Desde el golpe de Estado que dio el pasado 7 de diciembre, Pedro Castillo ha contado, según cálculos de este Diario, con al menos 17 abogados. Los ha tenido de todo tipo. Algunos más estridentes que otros. Algunos más enfocados en defenderlo en la esfera internacional que a nivel interno. Están también aquellos que lo acompañan desde hace varios meses y quienes ejercieron su defensa durante apenas un puñado de semanas. Y no faltan los que tuvieron algún cargo público durante su administración, como los exministros Aníbal Torres y Walter Ayala.
Todos ellos, sin embargo, han logrado en equipo algo que a priori parecía impensable: lucir tan caóticos como el gobierno de aquel al que patrocinan. Ese es, a decir verdad, el único logro que han obtenido en conjunto, porque, hasta el momento, todos y cada uno de los variados –y no pocas veces descabellados– recursos que han presentado ante diferentes instancias del Poder Judicial han sido rechazados. Ni siquiera han sido capaces de urdir una estrategia uniforme para defender a su cliente y, más bien, entre ellos parece haberse establecido la máxima de buscar el mayor protagonismo posible a costa del resto. Un esfuerzo bastante cuestionable, por cierto, pues no olvidemos que, a fin de cuentas, se trata de defender a quien intentó subvertir el orden constitucional y que, una vez que vio sus planes encallar, intentó cobardemente huir a México.

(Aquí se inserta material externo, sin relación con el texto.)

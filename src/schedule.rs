use crate::simulation::Simulation;
use ideal_gas_common::TimeStepChange;
use log::info;
use std::iter::Peekable;
use std::vec::IntoIter;

/// Time step changes ordered by the step they take effect at.
///
/// Changes sharing a step keep their config order, so the last one listed wins.
pub struct TimeStepSchedule {
    pending: Peekable<IntoIter<TimeStepChange>>,
}

impl TimeStepSchedule {
    pub fn new(mut changes: Vec<TimeStepChange>) -> Self {
        changes.sort_by_key(|change| change.step);
        Self { pending: changes.into_iter().peekable() }
    }

    /// Applies every change due before step `step` (zero-based) runs, including any that were
    /// scheduled for earlier steps. Returns how many were applied.
    pub fn apply_due(&mut self, step: u32, sim: &mut Simulation) -> usize {
        let mut applied = 0;
        while let Some(change) = self.pending.next_if(|change| change.step <= step) {
            info!("Step {}: time step {} -> {}", step, sim.time_step(), change.time_step);
            sim.set_time_step(change.time_step);
            applied += 1;
        }
        applied
    }
}
impl Simulation {
    /// Creates an empty simulation whose random population is seeded from the OS.
    pub fn new(container_width: f32, container_height: f32, time_step: f32) -> Self {
        Self::with_rng(container_width, container_height, time_step, StdRng::from_os_rng())
    }

    /// Creates an empty simulation with a reproducible random population.
    pub fn with_seed(container_width: f32, container_height: f32, time_step: f32, seed: u64) -> Self {
        Self::with_rng(container_width, container_height, time_step, StdRng::seed_from_u64(seed))
    }

    fn with_rng(container_width: f32, container_height: f32, time_step: f32, rng: StdRng) -> Self {
        Self {
            particles: Vec::new(),
            container: Container { width: container_width, height: container_height },
            time_step,
            rng,
        }
    }

    /// Builds and populates a simulation from a validated configuration.
    /// Random species are generated first, in config order, followed by explicit particles.
    pub fn from_config(config: &SimulationConfig) -> Result<Self> {
        let container = &config.container;
        let time_step = config.timing.time_step;
        let mut sim = match config.initial_conditions.seed {
            Some(seed) => Self::with_seed(container.width, container.height, time_step, seed),
            None => {
                info!("No seed configured; drawing initial placement from OS entropy.");
                Self::new(container.width, container.height, time_step)
            }
        };

        for species in &config.species {
            sim.add_random_particles(species)?;
        }
        sim.add_particles(config.particles.iter().map(Particle::from));

        Ok(sim)
    }

    pub fn add_particle(&mut self, particle: Particle) {
        self.particles.push(particle);
    }

    pub fn add_particles<I: IntoIterator<Item = Particle>>(&mut self, particles: I) {
        self.particles.extend(particles);
    }

    /// Appends `species.count` particles with uniformly random position, velocity, radius and
    /// mass, all tagged with `species.color`.
    ///
    /// Each velocity component is drawn from `[min_speed / sqrt(2), max_speed / sqrt(2)]`. This
    /// bounds the components, not the resulting speed.
    ///
    /// Fails without adding anything when a range is inverted or not finite, including a
    /// container with a non-finite size. Ranges are never swapped.
    pub fn add_random_particles(&mut self, species: &SpeciesConfig) -> Result<()> {
        let min_velocity = species.min_speed / std::f32::consts::SQRT_2;
        let max_velocity = species.max_speed / std::f32::consts::SQRT_2;

        let x_dist = Uniform::new_inclusive(0.0f32, self.container.width)?;
        let y_dist = Uniform::new_inclusive(0.0f32, self.container.height)?;
        let velocity_dist = Uniform::new_inclusive(min_velocity, max_velocity)?;
        let radius_dist = Uniform::new_inclusive(species.min_radius, species.max_radius)?;
        let mass_dist = Uniform::new_inclusive(species.min_mass, species.max_mass)?;

        self.particles.reserve(species.count);
        for _ in 0..species.count {
            let position = Vec2::new(self.rng.sample(x_dist), self.rng.sample(y_dist));
            let velocity = Vec2::new(self.rng.sample(velocity_dist), self.rng.sample(velocity_dist));
            let radius = self.rng.sample(radius_dist);
            let mass = self.rng.sample(mass_dist);
            self.particles.push(Particle::new(position, velocity, radius, mass, species.color.clone()));
        }

        debug!(
            "Added {} '{}' particles (speed {}..{}, radius {}..{}, mass {}..{}).",
            species.count,
            species.color,
            species.min_speed,
            species.max_speed,
            species.min_radius,
            species.max_radius,
            species.min_mass,
            species.max_mass
        );
        Ok(())
    }

    /// Advances the simulation by one time step.
    ///
    /// For each particle in order: resolve collisions against every later particle, then
    /// against the walls, then move it. Velocity changes made to an earlier particle while a
    /// later one is processed only take effect on the next step.
    pub fn step_forward(&mut self) -> StepStats {
        let mut stats = StepStats::default();

        for first in 0..self.particles.len() {
            let (head, tail) = self.particles.split_at_mut(first + 1);
            let particle = &mut head[first];

            for (offset, other) in tail.iter_mut().enumerate() {
                if update_particle_collision(particle, other) {
                    stats.particle_collisions += 1;
                    trace!("Particle collision: {} <-> {}", first, first + 1 + offset);
                }
            }
            if self.container.update_wall_collision(particle) {
                stats.wall_collisions += 1;
            }
            particle.advance(self.time_step);
        }

        stats
    }

    pub fn particles(&self) -> &[Particle] {
        &self.particles
    }

    pub fn particle_count(&self) -> usize {
        self.particles.len()
    }

    pub fn container_width(&self) -> f32 {
        self.container.width
    }

    pub fn container_height(&self) -> f32 {
        self.container.height
    }

    pub fn time_step(&self) -> f32 {
        self.time_step
    }

    /// Replaces the time step. Zero pauses and negative values run the gas backwards.
    pub fn set_time_step(&mut self, time_step: f32) {
        self.time_step = time_step;
    }
}
pub mod config;
pub mod histogram;
pub mod snapshot;
pub mod vecmath;

// Re-export key types for easier use by dependent crates
pub use config::{SimulationConfig, ContainerConfig, TimingConfig, TimeStepChange, InitialConditions, SpeciesConfig, ParticleConfig, HistogramConfig, OutputConfig};
pub use histogram::Histogram;
pub use snapshot::{Snapshot, SpeedHistogram, ParticleState};
pub use vecmath::Vec2;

En estos casi siete meses desde el zarpazo de Castillo, en efecto, sus abogados se la han pasado difundiendo una retahíla de alegatos para justificar lo injustificable tan disímiles que resulta imposible tomarlos en serio. El mismo día del golpe, por ejemplo, Víctor Pérez Liendo afirmó que se pretendía procesar a su patrocinado “por meros anuncios de voluntad o intención que no configuran ningún ilícito penal”, refiriéndose a las decisiones de Castillo de disolver el Congreso, reorganizar el sistema de justicia, instaurar un estado de emergencia y gobernar por decreto anunciadas en su mensaje a la nación. Apenas un día después, sin embargo, el letrado Guillermo Olivera se sacó de la manga el recurso de que el expresidente no se encontraba en sus cabales cuando leyó el discurso golpista. “Cuando leyó ese mensaje escrito por otros, unos minutos antes le dieron una bebida y después de beber el agua se sintió como atontado. Por eso es que leyó. [...] Estaba un poco sedado”, afirmó.
Meses después, no obstante, escuchamos al abogado argentino Guido Croxatto contar en una entrevista que Castillo tenía siete discursos diferentes el día del golpe y que optó por leer “el más suave”. Una revelación que echaba por tierra la versión de Olivera y que, para variar, quedó posteriormente desacreditada por su colega Eduardo Pachas, quien afirmó que Castillo leyó el mensaje golpista debido a que se hallaba “con amenazas de muerte hacia su persona”.
Ahora, además, a las diferencias de versiones entre los abogados del exmandatario se han venido a sumar los ataques directos entre ellos. Esta semana, Olivera calificó de “entreguista” al exministro Aníbal Torres por haber firmado, en calidad de defensor legal, el acta de detención de Castillo el día del golpe, y lo acusó de haber desempeñado “un rol teleridigido, un rol encubridor”.
Según fuentes consultadas por este Diario, además, Olivera se habría convertido en el agente discordante en el interior del equipo de abogados del expresidente debido a su afán de “figurar, de ser el jefe”. Y en las últimas semanas ha pasado a fungir de vocero de la estrategia legal –en el sentido, claro está, de que esta exista– del exmandatario, anunciando, por ejemplo, las movidas de abogados de un caso a otro.
Como ya dijimos, el espectáculo que dan los abogados del expresidente termina emulando en muchos aspectos lo que fue su gobierno, y daría risa si no fuera porque estamos hablando de un asunto tan serio como el procesamiento de quien trató de liquidar la democracia peruana. Y el sainete montado por sus defensores legales no debería eclipsar esta verdad incontestable.